日本オープンゴルフ選手権競技

国内男子

日本OP優勝のチャンスも「全く頭にない」 49歳・藤田寛之の哲学

首位と4打差の3位タイで最終日を迎える藤田寛之 日本オープンゴルフ選手権競技(2018)(3日目) 写真・村上航
首位と4打差の3位タイで最終日を迎える藤田寛之 日本オープンゴルフ選手権競技(2018)(3日目) 写真・村上航

リーダーズボード

順位 選手名 スコア 合計
1 稲森 佑貴 -4 -11
2 竹安 俊也 -6 -8
3T 鍋谷 太一 -2 -7
3T 藤田 寛之 E -7
5T 岩田 寛 -3 -6
5T アンジェロ・キュー -2 -6
5T ショーン・ノリス -2 -6
8T 大堀 裕次郎 -3 -5
8T 時松 隆光 -2 -5
8T 片山 晋呉 -2 -5
<日本オープン 3日目◇13日◇横浜カントリークラブ(7,257ヤード・パー71)>

ベテランに悲願のタイトル獲得のチャンスが巡ってきた。

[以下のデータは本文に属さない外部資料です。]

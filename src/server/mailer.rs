// Outbound transactional email.
//
// Delivery itself belongs to the provider: we POST a JSON message to its HTTP
// API. Without a configured provider the message is only logged.
use async_trait::async_trait;
use serde::Serialize;
use std::sync::{Arc, Mutex};
use std::time::Duration;
use thiserror::Error;
use log::{info, warn};

use crate::server::config::EmailConfig;

#[derive(Debug, Clone, PartialEq, Serialize)]
pub struct OutgoingEmail {
    pub to: String,
    pub subject: String,
    pub text: String,
    #[serde(skip_serializing_if = "Option::is_none")]
    pub html: Option<String>,
    #[serde(rename = "replyTo", skip_serializing_if = "Option::is_none")]
    pub reply_to: Option<String>,
}

#[derive(Error, Debug)]
pub enum MailError {
    #[error("email provider rejected the message ({status}): {body}")]
    Rejected { status: u16, body: String },

    #[error("email transport failed: {0}")]
    Transport(#[from] reqwest::Error),
}

#[async_trait]
pub trait Mailer: Send + Sync {
    async fn send(&self, email: OutgoingEmail) -> Result<(), MailError>;
}

pub fn from_config(config: &EmailConfig) -> Arc<dyn Mailer> {
    match &config.api_url {
        Some(url) => {
            info!("[MAIL] Using transactional provider at {}", url);
            Arc::new(HttpMailer::new(url.clone(), config.api_key.clone(), config.from.clone()))
        }
        None => {
            warn!("[MAIL] EMAIL_API_URL not set, outgoing email will only be logged");
            Arc::new(LogMailer)
        }
    }
}

pub struct HttpMailer {
    client: reqwest::Client,
    api_url: String,
    api_key: Option<String>,
    from: String,
}

#[derive(Serialize)]
struct ProviderMessage<'a> {
    from: &'a str,
    #[serde(flatten)]
    email: &'a OutgoingEmail,
}

impl HttpMailer {
    pub fn new(api_url: String, api_key: Option<String>, from: String) -> Self {
        let client = reqwest::Client::builder()
            .timeout(Duration::from_secs(10))
            .build()
            .unwrap_or_default();
        Self { client, api_url, api_key, from }
    }
}

#[async_trait]
impl Mailer for HttpMailer {
    async fn send(&self, email: OutgoingEmail) -> Result<(), MailError> {
        let mut request = self.client.post(&self.api_url).json(&ProviderMessage {
            from: &self.from,
            email: &email,
        });
        if let Some(key) = &self.api_key {
            request = request.bearer_auth(key);
        }
        let response = request.send().await?;
        let status = response.status();
        if !status.is_success() {
            let body = response.text().await.unwrap_or_default();
            return Err(MailError::Rejected { status: status.as_u16(), body });
        }
        info!("[MAIL] Sent \"{}\" to {}", email.subject, email.to);
        Ok(())
    }
}

pub struct LogMailer;

#[async_trait]
impl Mailer for LogMailer {
    async fn send(&self, email: OutgoingEmail) -> Result<(), MailError> {
        info!("[MAIL] (not delivered) to={} subject=\"{}\"", email.to, email.subject);
        Ok(())
    }
}

/// Keeps every message in memory. Used by tests and local tooling.
#[derive(Default)]
pub struct RecordingMailer {
    sent: Mutex<Vec<OutgoingEmail>>,
}

impl RecordingMailer {
    pub fn new() -> Self {
        Self::default()
    }

    pub fn sent(&self) -> Vec<OutgoingEmail> {
        self.sent.lock().map(|s| s.clone()).unwrap_or_default()
    }

    pub fn last_to(&self, to: &str) -> Option<OutgoingEmail> {
        self.sent().into_iter().rev().find(|e| e.to == to)
    }
}

#[async_trait]
impl Mailer for RecordingMailer {
    async fn send(&self, email: OutgoingEmail) -> Result<(), MailError> {
        if let Ok(mut sent) = self.sent.lock() {
            sent.push(email);
        }
        Ok(())
    }
}

pub fn escape_html(input: &str) -> String {
    let mut out = String::with_capacity(input.len());
    for c in input.chars() {
        match c {
            '&' => out.push_str("&amp;"),
            '<' => out.push_str("&lt;"),
            '>' => out.push_str("&gt;"),
            '"' => out.push_str("&quot;"),
            '\'' => out.push_str("&#39;"),
            _ => out.push(c),
        }
    }
    out
}

pub fn otp_email(to: &str, code: &str, ttl: Duration) -> OutgoingEmail {
    let minutes = (ttl.as_secs() / 60).max(1);
    OutgoingEmail {
        to: to.to_string(),
        subject: "Your OTP Code for Home Chef Registration".to_string(),
        text: format!("Your OTP code is {}. It will expire in {} minutes.", code, minutes),
        html: Some(format!(
            "<h2>Welcome to Home Chef!</h2><p>Your OTP code is: <b>{}</b></p><p>This code is valid for {} minutes.</p>",
            code, minutes
        )),
        reply_to: None,
    }
}

pub struct Receipt<'a> {
    pub customer_email: &'a str,
    pub customer_name: &'a str,
    pub dish_name: &'a str,
    pub quantity: i64,
    pub total_price: f64,
    pub payment_status: &'a str,
}

pub fn receipt_email(receipt: &Receipt<'_>) -> OutgoingEmail {
    let row = |label: &str, value: &str| {
        format!(
            "<tr><td style=\"padding: 8px; border-bottom: 1px solid #eee;\"><b>{}</b></td><td style=\"padding: 8px; border-bottom: 1px solid #eee;\">{}</td></tr>",
            label,
            escape_html(value)
        )
    };
    let html = format!(
        "<div style=\"font-family: Arial, sans-serif; padding: 20px;\">\
         <h2 style=\"color: #ff6600;\">Order Receipt - Home Chef</h2>\
         <p>Dear <b>{}</b>,</p><p>Thank you for ordering from Home Chef! Here are your order details:</p>\
         <table style=\"border-collapse: collapse; width: 100%;\">{}{}{}{}</table>\
         <p>We'll notify you once your order is dispatched.</p></div>",
        escape_html(receipt.customer_name),
        row("Dish", receipt.dish_name),
        row("Quantity", &receipt.quantity.to_string()),
        row("Total Price", &format!("Rs. {:.2}", receipt.total_price)),
        row("Payment", receipt.payment_status),
    );
    OutgoingEmail {
        to: receipt.customer_email.to_string(),
        subject: "Home Chef - Order Receipt".to_string(),
        text: format!(
            "Dear {}, your order of {} x {} (Rs. {:.2}) has been received. Payment: {}.",
            receipt.customer_name, receipt.quantity, receipt.dish_name, receipt.total_price, receipt.payment_status
        ),
        html: Some(html),
        reply_to: None,
    }
}

pub fn contact_email(inbox: &str, name: &str, email: &str, subject: &str, message: &str) -> OutgoingEmail {
    OutgoingEmail {
        to: inbox.to_string(),
        subject: format!("New Inquiry: {}", subject),
        text: format!("From: {}\nEmail: {}\nMessage: {}", name, email, message),
        html: None,
        reply_to: Some(email.to_string()),
    }
}

#[cfg(test)]
mod tests {
    use super::*;

    #[test]
    fn receipt_escapes_customer_input() {
        let email = receipt_email(&Receipt {
            customer_email: "a@b.c",
            customer_name: "<script>",
            dish_name: "Dal & Rice",
            quantity: 2,
            total_price: 300.0,
            payment_status: "Paid",
        });
        let html = email.html.unwrap();
        assert!(html.contains("&lt;script&gt;"));
        assert!(html.contains("Dal &amp; Rice"));
        assert!(html.contains("Rs. 300.00"));
    }

    #[test]
    fn otp_email_mentions_code_and_lifetime() {
        let email = otp_email("x@y.z", "482913", Duration::from_secs(300));
        assert!(email.text.contains("482913"));
        assert!(email.text.contains("5 minutes"));
    }

    #[tokio::test]
    async fn recording_mailer_keeps_messages() {
        let mailer = RecordingMailer::new();
        mailer.send(contact_email("inbox@x", "Ravi", "ravi@x", "Hi", "Hello")).await.unwrap();
        let last = mailer.last_to("inbox@x").unwrap();
        assert_eq!(last.subject, "New Inquiry: Hi");
        assert_eq!(last.reply_to.as_deref(), Some("ravi@x"));
    }
}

日本男子ツアー「日本オープン」の第3ラウンドが行われ、6バーディ・2ボギーの「67」で回った稲森佑貴が通算11アンダーで単独首位に浮上した。3打差の2位には、この日のベストとなる「65」で回った竹安俊也がつけ、4打差の3位タイには鍋谷太一と藤田寛之が並ぶ。初優勝を狙う20代の3人とともに49歳の藤田が優勝戦線にいる。

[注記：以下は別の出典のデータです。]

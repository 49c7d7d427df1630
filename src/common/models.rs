// Domain models shared by the REST API, the socket server and the store
use serde::{Serialize, Deserialize};
use chrono::{DateTime, Utc};
use std::fmt;
use std::str::FromStr;

#[derive(Debug, Clone, Copy, Serialize, Deserialize, PartialEq, Eq, Hash)]
#[serde(rename_all = "lowercase")]
pub enum Role {
    Customer,
    Chef,
    Admin,
    Delivery,
    Community,
}

impl Role {
    pub fn as_str(&self) -> &'static str {
        match self {
            Role::Customer => "customer",
            Role::Chef => "chef",
            Role::Admin => "admin",
            Role::Delivery => "delivery",
            Role::Community => "community",
        }
    }
}

impl fmt::Display for Role {
    fn fmt(&self, f: &mut fmt::Formatter<'_>) -> fmt::Result {
        f.write_str(self.as_str())
    }
}

impl FromStr for Role {
    type Err = String;

    fn from_str(s: &str) -> Result<Self, Self::Err> {
        match s {
            "customer" => Ok(Role::Customer),
            "chef" => Ok(Role::Chef),
            "admin" => Ok(Role::Admin),
            "delivery" => Ok(Role::Delivery),
            "community" => Ok(Role::Community),
            other => Err(format!("Unknown role: {}", other)),
        }
    }
}

#[derive(Debug, Clone, Serialize, Deserialize, PartialEq)]
#[serde(rename_all = "camelCase")]
pub struct User {
    pub id: String,
    pub name: String,
    pub email: String,
    #[serde(skip_serializing, default)]
    pub password_hash: String,
    pub role: Role,
    pub verified: bool,
    pub phone: Option<String>,
    pub address: Option<String>,
    pub created_at: DateTime<Utc>,
}

/// Public projection of a chef embedded in dish listings.
#[derive(Debug, Clone, Serialize, Deserialize, PartialEq, Eq)]
#[serde(rename_all = "camelCase")]
pub struct ChefSummary {
    pub id: String,
    pub name: String,
    pub email: String,
}

#[derive(Debug, Clone, Serialize, Deserialize, PartialEq)]
#[serde(rename_all = "camelCase")]
pub struct Dish {
    pub id: String,
    pub chef_id: String,
    pub name: String,
    pub description: Option<String>,
    pub price: f64,
    pub quantity: i64,
    pub available: bool,
    pub images: Vec<String>,
    pub created_at: DateTime<Utc>,
    #[serde(skip_serializing_if = "Option::is_none")]
    pub chef: Option<ChefSummary>,
}

/// Order lifecycle. Moves are only legal along the transition table in
/// [`OrderStatus::can_transition_to`].
#[derive(Debug, Clone, Copy, Serialize, Deserialize, PartialEq, Eq, Hash)]
pub enum OrderStatus {
    Pending,
    Accepted,
    #[serde(rename = "Picked Up")]
    PickedUp,
    Delivered,
    Cancelled,
}

impl OrderStatus {
    pub const ALL: [OrderStatus; 5] = [
        OrderStatus::Pending,
        OrderStatus::Accepted,
        OrderStatus::PickedUp,
        OrderStatus::Delivered,
        OrderStatus::Cancelled,
    ];

    pub fn as_str(&self) -> &'static str {
        match self {
            OrderStatus::Pending => "Pending",
            OrderStatus::Accepted => "Accepted",
            OrderStatus::PickedUp => "Picked Up",
            OrderStatus::Delivered => "Delivered",
            OrderStatus::Cancelled => "Cancelled",
        }
    }

    pub fn next_states(&self) -> &'static [OrderStatus] {
        match self {
            OrderStatus::Pending => &[OrderStatus::Accepted, OrderStatus::Cancelled],
            OrderStatus::Accepted => &[OrderStatus::PickedUp, OrderStatus::Cancelled],
            OrderStatus::PickedUp => &[OrderStatus::Delivered],
            OrderStatus::Delivered | OrderStatus::Cancelled => &[],
        }
    }

    pub fn can_transition_to(&self, next: OrderStatus) -> bool {
        self.next_states().contains(&next)
    }

    pub fn is_terminal(&self) -> bool {
        self.next_states().is_empty()
    }
}

impl fmt::Display for OrderStatus {
    fn fmt(&self, f: &mut fmt::Formatter<'_>) -> fmt::Result {
        f.write_str(self.as_str())
    }
}

impl FromStr for OrderStatus {
    type Err = String;

    fn from_str(s: &str) -> Result<Self, Self::Err> {
        OrderStatus::ALL
            .iter()
            .copied()
            .find(|status| status.as_str() == s)
            .ok_or_else(|| format!("Unknown order status: {}", s))
    }
}

#[derive(Debug, Clone, Serialize, Deserialize, PartialEq)]
#[serde(rename_all = "camelCase")]
pub struct Order {
    pub id: String,
    pub customer_id: String,
    pub customer_name: String,
    pub customer_email: String,
    pub delivery_address: String,
    pub dish_id: String,
    pub quantity: i64,
    pub total_price: f64,
    pub status: OrderStatus,
    pub delivery_partner_id: Option<String>,
    pub created_at: DateTime<Utc>,
    pub updated_at: DateTime<Utc>,
    pub dish: Option<Dish>,
}

#[derive(Debug, Clone, Serialize, Deserialize, PartialEq)]
#[serde(rename_all = "camelCase")]
pub struct Feedback {
    pub id: String,
    pub user_id: Option<String>,
    pub customer_name: String,
    pub rating: Option<i64>,
    pub message: String,
    pub created_at: DateTime<Utc>,
}

#[derive(Debug, Clone, Serialize, Deserialize, PartialEq)]
#[serde(rename_all = "camelCase")]
pub struct Post {
    pub id: String,
    pub title: String,
    pub content: String,
    pub author: String,
    pub image: Option<String>,
    pub created_at: DateTime<Utc>,
    pub updated_at: DateTime<Utc>,
}

#[derive(Debug, Clone, Serialize, Deserialize, PartialEq)]
#[serde(rename_all = "camelCase")]
pub struct ChatMessage {
    pub id: String,
    pub room_id: String,
    pub sender: String,
    pub message: String,
    pub sender_role: Role,
    pub created_at: DateTime<Utc>,
}

/// Convert a stored unix timestamp (seconds) back into a UTC datetime.
pub fn from_timestamp(secs: i64) -> DateTime<Utc> {
    DateTime::from_timestamp(secs, 0).unwrap_or_default()
}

ツアー通算18勝で2012年に賞金王を獲得した藤田だが、過去21回出場した日本オープンの最高成績は10年大会の2位。唯一「優勝したい」と狙っていた大会で、05年から6年間でトップ10入り5回とチャンスも多かったが、タイトルには縁がなかった。

首位と4打差の3位タイと絶好の位置で最終日を迎える。「現時点で自分の中ではタイトルどうのこうのというのは。全く頭にないですね……」。

悲願のタイトルがグッと近づいても期待の高ぶりはない。07年以降、賞金ランキングひとケタが常連だった藤田。40歳を過ぎて12勝を挙げ、12年の賞金王のほか、10年、14年に2位に入り、“中年の星”と呼ばれてきた。しかし、15年以降は勝ち星にも恵まれず、ここ3年は賞金ランキング30位前後が定位置。今季は、ここまで賞金ランキング67位と賞金シード圏外に低迷している。自分の枠から外れた大きな目標は口にしない。目の前の目標を1つ1つクリアするのが藤田の信条だ。かつての「日本オープン優勝」という目標から「ツアー優勝」「優勝争いを増やす」と徐々に下方修正し、今は「賞金シード確保」が現実的な目標だ。2週前の「トップ杯東海クラシック」で今季最高の8位タイに入ったが、同大会練習日に師匠の芹澤信雄にアドバイスをもらいショットが上向きになってきたところ。まだまだ「日本オープン優勝」とは考えられない。

83回目を迎える日本オープン。伝統のある大会は過去20年、ツアー未勝利で優勝したのは02年のデビッド・スメイル、09年の小田龍一の二人しかいない。稲森、竹安、鍋谷の3人はツアー未勝利者。経験という面では藤田が有利といえる。

「初優勝を目指すのと、エネルギー切れの自分とはいい勝負じゃないですか? 今の時代は勝っていないから勝てないという時代ではないと思います。勝っていない人でも優勝争いは経験しているし、強くてうまい子はいますから」

経験の面でも、冷静な分析で自分に過剰な期待はしない。「残り5ホールぐらいでチャンスが出てきたら考えるでしょうけど。コツコツですよ」。ラウンド後はいつも通りショットやパットの練習をこなして、最終日を迎える。